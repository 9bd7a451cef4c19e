//! Per-conversation serialization.
//!
//! # Responsibilities
//! - Process messages of one session strictly one at a time, in arrival order
//! - Leave different sessions fully concurrent
//!
//! # Design Decisions
//! - One FIFO `tokio::sync::Mutex` per session, created lazily
//! - Once the map passes the high-water mark, locks with no holder and no
//!   waiter are swept before a new one is created

use dashmap::DashMap;
use serde::Serialize;
use std::future::Future;
use std::sync::Arc;
use tokio::sync::Mutex;

#[derive(Debug, Clone, Serialize)]
pub struct SessionStats {
    pub locks: usize,
    pub busy: usize,
    pub high_water_mark: usize,
}

#[derive(Debug)]
pub struct SessionSerializer {
    locks: DashMap<String, Arc<Mutex<()>>>,
    high_water_mark: usize,
}

impl SessionSerializer {
    pub fn new(high_water_mark: usize) -> Self {
        Self {
            locks: DashMap::new(),
            high_water_mark,
        }
    }

    /// Run `f` while holding the session's lock.
    ///
    /// The lock is released when `f` completes or the returned future is dropped.
    pub async fn with_session<F, Fut, T>(&self, session_id: &str, f: F) -> T
    where
        F: FnOnce() -> Fut,
        Fut: Future<Output = T>,
    {
        let lock = self.lock_for(session_id);
        let _guard = lock.lock_owned().await;
        tracing::trace!(session = %session_id, "Session lock acquired");
        f().await
    }

    fn lock_for(&self, session_id: &str) -> Arc<Mutex<()>> {
        if let Some(lock) = self.locks.get(session_id) {
            return lock.clone();
        }
        if self.locks.len() >= self.high_water_mark {
            self.sweep_idle();
        }
        self.locks
            .entry(session_id.to_string())
            .or_insert_with(|| Arc::new(Mutex::new(())))
            .clone()
    }

    /// Drop locks nobody holds or waits on. Returns how many were removed.
    pub fn sweep_idle(&self) -> usize {
        let before = self.locks.len();
        // A holder or waiter keeps its own clone of the Arc.
        self.locks.retain(|_, lock| Arc::strong_count(lock) > 1);
        let removed = before - self.locks.len();
        if removed > 0 {
            tracing::debug!(removed, remaining = self.locks.len(), "Swept idle session locks");
        }
        removed
    }

    pub fn len(&self) -> usize {
        self.locks.len()
    }

    pub fn is_empty(&self) -> bool {
        self.locks.is_empty()
    }

    pub fn stats(&self) -> SessionStats {
        SessionStats {
            locks: self.locks.len(),
            busy: self
                .locks
                .iter()
                .filter(|entry| Arc::strong_count(entry.value()) > 1)
                .count(),
            high_water_mark: self.high_water_mark,
        }
    }
}

#[cfg(test)]
mod tests {
    use super::*;
    use std::time::Duration;

    #[tokio::test]
    async fn test_same_session_runs_in_arrival_order() {
        let serializer = Arc::new(SessionSerializer::new(100));
        let log = Arc::new(std::sync::Mutex::new(Vec::new()));

        let first = {
            let serializer = serializer.clone();
            let log = log.clone();
            tokio::spawn(async move {
                serializer
                    .with_session("S", || async move {
                        log.lock().unwrap().push("m1 start");
                        tokio::time::sleep(Duration::from_millis(100)).await;
                        log.lock().unwrap().push("m1 end");
                    })
                    .await
            })
        };
        tokio::time::sleep(Duration::from_millis(20)).await;

        let second = {
            let serializer = serializer.clone();
            let log = log.clone();
            tokio::spawn(async move {
                serializer
                    .with_session("S", || async move {
                        log.lock().unwrap().push("m2 start");
                        log.lock().unwrap().push("m2 end");
                    })
                    .await
            })
        };

        first.await.unwrap();
        second.await.unwrap();
        assert_eq!(
            *log.lock().unwrap(),
            vec!["m1 start", "m1 end", "m2 start", "m2 end"]
        );
    }

    #[tokio::test]
    async fn test_different_sessions_do_not_block() {
        let serializer = Arc::new(SessionSerializer::new(100));
        let s = serializer.clone();
        let holder = tokio::spawn(async move {
            s.with_session("A", || tokio::time::sleep(Duration::from_secs(5))).await
        });
        tokio::time::sleep(Duration::from_millis(20)).await;

        let other = tokio::time::timeout(
            Duration::from_millis(200),
            serializer.with_session("B", || async { 42 }),
        )
        .await;
        assert_eq!(other.unwrap(), 42);
        holder.abort();
    }

    #[tokio::test]
    async fn test_idle_locks_swept_past_high_water_mark() {
        let serializer = SessionSerializer::new(3);
        for id in ["a", "b", "c"] {
            serializer.with_session(id, || async {}).await;
        }
        assert_eq!(serializer.len(), 3);

        serializer.with_session("d", || async {}).await;
        assert_eq!(serializer.len(), 1);
        assert_eq!(serializer.stats().busy, 0);
    }
}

_Activity:_ The data above should be reproduced in full and exactly.

_Completed exercise:_
repository 9bd7a451cef4c19e
//! Per-conversation serialization.
//!
//! # Responsibilities
//! - Process messages of one session strictly one at a time, in arrival order
//! - Leave different sessions fully concurrent
//!
//! # Design Decisions
//! - One FIFO `tokio::sync::Mutex` per session, created lazily
//! - Once the map passes the high-water mark, locks with no holder and no
//!   waiter are swept before a new one is created

use dashmap::DashMap;
use serde::Serialize;
use std::future::Future;
use std::sync::Arc;
use tokio::sync::Mutex;

#[derive(Debug, Clone, Serialize)]
pub struct SessionStats {
    pub locks: usize,
    pub busy: usize,
    pub high_water_mark: usize,
}

#[derive(Debug)]
pub struct SessionSerializer {
    locks: DashMap<String, Arc<Mutex<()>>>,
    high_water_mark: usize,
}

impl SessionSerializer {
    pub fn new(high_water_mark: usize) -> Self {
        Self {
            locks: DashMap::new(),
            high_water_mark,
        }
    }

    /// Run `f` while holding the session's lock.
    ///
    /// The lock is released when `f` completes or the returned future is dropped.
    pub async fn with_session<F, Fut, T>(&self, session_id: &str, f: F) -> T
    where
        F: FnOnce() -> Fut,
        Fut: Future<Output = T>,
    {
        let lock = self.lock_for(session_id);
        let _guard = lock.lock_owned().await;
        tracing::trace!(session = %session_id, "Session lock acquired");
        f().await
    }

    fn lock_for(&self, session_id: &str) -> Arc<Mutex<()>> {
        if let Some(lock) = self.locks.get(session_id) {
            return lock.clone();
        }
        if self.locks.len() >= self.high_water_mark {
            self.sweep_idle();
        }
        self.locks
            .entry(session_id.to_string())
            .or_insert_with(|| Arc::new(Mutex::new(())))
            .clone()
    }

    /// Drop locks nobody holds or waits on. Returns how many were removed.
    pub fn sweep_idle(&self) -> usize {
        let before = self.locks.len();
        // A holder or waiter keeps its own clone of the Arc.
        self.locks.retain(|_, lock| Arc::strong_count(lock) > 1);
        let removed = before - self.locks.len();
        if removed > 0 {
            tracing::debug!(removed, remaining = self.locks.len(), "Swept idle session locks");
        }
        removed
    }

    pub fn len(&self) -> usize {
        self.locks.len()
    }

    pub fn is_empty(&self) -> bool {
        self.locks.is_empty()
    }

    pub fn stats(&self) -> SessionStats {
        SessionStats {
            locks: self.locks.len(),
            busy: self
                .locks
                .iter()
                .filter(|entry| Arc::strong_count(entry.value()) > 1)
                .count(),
            high_water_mark: self.high_water_mark,
        }
    }
}

#[cfg(test)]
mod tests {
    use super::*;
    use std::time::Duration;

    #[tokio::test]
    async fn test_same_session_runs_in_arrival_order() {
        let serializer = Arc::new(SessionSerializer::new(100));
        let log = Arc::new(std::sync::Mutex::new(Vec::new()));

        let first = {
            let serializer = serializer.clone();
            let log = log.clone();
            tokio::spawn(async move {
                serializer
                    .with_session("S", || async move {
                        log.lock().unwrap().push("m1 start");
                        tokio::time::sleep(Duration::from_millis(100)).await;
                        log.lock().unwrap().push("m1 end");
                    })
                    .await
            })
        };
        tokio::time::sleep(Duration::from_millis(20)).await;

        let second = {
            let serializer = serializer.clone();
            let log = log.clone();
            tokio::spawn(async move {
                serializer
                    .with_session("S", || async move {
                        log.lock().unwrap().push("m2 start");
                        log.lock().unwrap().push("m2 end");
                    })
                    .await
            })
        };

        first.await.unwrap();
        second.await.unwrap();
        assert_eq!(
            *log.lock().unwrap(),
            vec!["m1 start", "m1 end", "m2 start", "m2 end"]
        );
    }

    #[tokio::test]
    async fn test_different_sessions_do_not_block() {
        let serializer = Arc::new(SessionSerializer::new(100));
        let s = serializer.clone();
        let holder = tokio::spawn(async move {
            s.with_session("A", || tokio::time::sleep(Duration::from_secs(5))).await
        });
        tokio::time::sleep(Duration::from_millis(20)).await;

        let other = tokio::time::timeout(
            Duration::from_millis(200),
            serializer.with_session("B", || async { 42 }),
        )
        .await;
        assert_eq!(other.unwrap(), 42);
        holder.abort();
    }

    #[tokio::test]
    async fn test_idle_locks_swept_past_high_water_mark() {
        let serializer = SessionSerializer::new(3);
        for id in ["a", "b", "c"] {
            serializer.with_session(id, || async {}).await;
        }
        assert_eq!(serializer.len(), 3);

        serializer.with_session("d", || async {}).await;
        assert_eq!(serializer.len(), 1);
        assert_eq!(serializer.stats().busy, 0);
    }
}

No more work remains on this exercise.